(Extracted records begins)

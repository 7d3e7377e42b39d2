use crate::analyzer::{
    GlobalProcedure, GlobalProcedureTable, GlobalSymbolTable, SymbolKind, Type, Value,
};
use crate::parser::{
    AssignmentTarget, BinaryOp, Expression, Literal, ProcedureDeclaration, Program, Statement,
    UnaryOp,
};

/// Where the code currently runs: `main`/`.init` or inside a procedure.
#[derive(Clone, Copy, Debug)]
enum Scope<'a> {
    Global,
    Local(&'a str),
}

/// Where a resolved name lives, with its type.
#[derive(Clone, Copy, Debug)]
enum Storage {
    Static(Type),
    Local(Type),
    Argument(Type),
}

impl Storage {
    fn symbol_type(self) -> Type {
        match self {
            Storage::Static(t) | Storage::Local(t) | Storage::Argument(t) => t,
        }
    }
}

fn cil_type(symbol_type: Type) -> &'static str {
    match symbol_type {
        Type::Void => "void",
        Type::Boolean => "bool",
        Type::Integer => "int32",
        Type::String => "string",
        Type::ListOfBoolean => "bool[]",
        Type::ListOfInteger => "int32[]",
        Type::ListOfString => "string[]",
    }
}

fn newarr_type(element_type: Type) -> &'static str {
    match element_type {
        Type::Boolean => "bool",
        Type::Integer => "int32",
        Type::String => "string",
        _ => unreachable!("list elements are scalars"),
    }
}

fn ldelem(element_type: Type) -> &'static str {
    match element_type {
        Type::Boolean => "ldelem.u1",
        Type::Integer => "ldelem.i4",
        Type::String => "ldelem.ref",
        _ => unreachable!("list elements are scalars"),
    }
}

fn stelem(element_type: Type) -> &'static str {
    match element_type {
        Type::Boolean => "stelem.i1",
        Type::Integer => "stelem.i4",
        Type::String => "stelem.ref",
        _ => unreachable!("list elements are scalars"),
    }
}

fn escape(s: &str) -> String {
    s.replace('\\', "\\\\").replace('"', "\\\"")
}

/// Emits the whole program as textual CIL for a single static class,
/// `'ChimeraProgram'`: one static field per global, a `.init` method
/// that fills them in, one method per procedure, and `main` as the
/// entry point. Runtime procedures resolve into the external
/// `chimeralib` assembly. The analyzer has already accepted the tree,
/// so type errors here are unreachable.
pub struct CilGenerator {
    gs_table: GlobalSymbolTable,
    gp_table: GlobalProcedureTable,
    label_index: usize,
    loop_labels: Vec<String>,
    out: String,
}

(Extracted records ends)
(Extracted records begins)

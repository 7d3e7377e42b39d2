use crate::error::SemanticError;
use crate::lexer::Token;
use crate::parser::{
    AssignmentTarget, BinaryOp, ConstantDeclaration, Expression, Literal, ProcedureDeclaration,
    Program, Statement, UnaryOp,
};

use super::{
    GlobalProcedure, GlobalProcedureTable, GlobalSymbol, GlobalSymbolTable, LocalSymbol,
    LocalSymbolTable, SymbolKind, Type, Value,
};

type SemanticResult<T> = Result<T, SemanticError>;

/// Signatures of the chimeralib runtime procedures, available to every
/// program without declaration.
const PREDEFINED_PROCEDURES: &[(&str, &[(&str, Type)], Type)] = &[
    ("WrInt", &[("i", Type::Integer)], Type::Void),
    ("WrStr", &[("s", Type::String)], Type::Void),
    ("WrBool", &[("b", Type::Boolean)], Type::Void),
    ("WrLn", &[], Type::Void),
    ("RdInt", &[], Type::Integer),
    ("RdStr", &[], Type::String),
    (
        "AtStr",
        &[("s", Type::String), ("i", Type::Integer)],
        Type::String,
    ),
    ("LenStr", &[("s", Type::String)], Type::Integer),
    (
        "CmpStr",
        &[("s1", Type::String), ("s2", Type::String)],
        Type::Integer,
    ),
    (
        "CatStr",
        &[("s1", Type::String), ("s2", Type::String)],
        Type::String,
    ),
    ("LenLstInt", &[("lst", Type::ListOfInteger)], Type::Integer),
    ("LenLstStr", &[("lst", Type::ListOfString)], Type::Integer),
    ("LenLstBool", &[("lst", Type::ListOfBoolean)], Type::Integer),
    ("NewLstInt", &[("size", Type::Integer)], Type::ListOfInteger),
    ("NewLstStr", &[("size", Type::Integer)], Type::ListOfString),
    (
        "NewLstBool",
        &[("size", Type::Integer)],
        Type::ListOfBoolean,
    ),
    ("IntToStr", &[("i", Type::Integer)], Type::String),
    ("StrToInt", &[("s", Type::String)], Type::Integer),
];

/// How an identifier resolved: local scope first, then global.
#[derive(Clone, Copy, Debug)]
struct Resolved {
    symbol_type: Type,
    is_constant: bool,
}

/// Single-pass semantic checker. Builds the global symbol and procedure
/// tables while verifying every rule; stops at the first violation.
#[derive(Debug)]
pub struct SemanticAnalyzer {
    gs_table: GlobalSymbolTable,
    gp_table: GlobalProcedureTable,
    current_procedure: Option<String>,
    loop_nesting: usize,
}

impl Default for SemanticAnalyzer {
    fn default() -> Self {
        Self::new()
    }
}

(Extracted records ends)

Prompt:
Nothing but the lines with "Void" should be returned, copied from the entries above.

Exercise result:
        Type::Void => "void",
    ("WrInt", &[("i", Type::Integer)], Type::Void),
    ("WrStr", &[("s", Type::String)], Type::Void),
    ("WrBool", &[("b", Type::Boolean)], Type::Void),
    ("WrLn", &[], Type::Void),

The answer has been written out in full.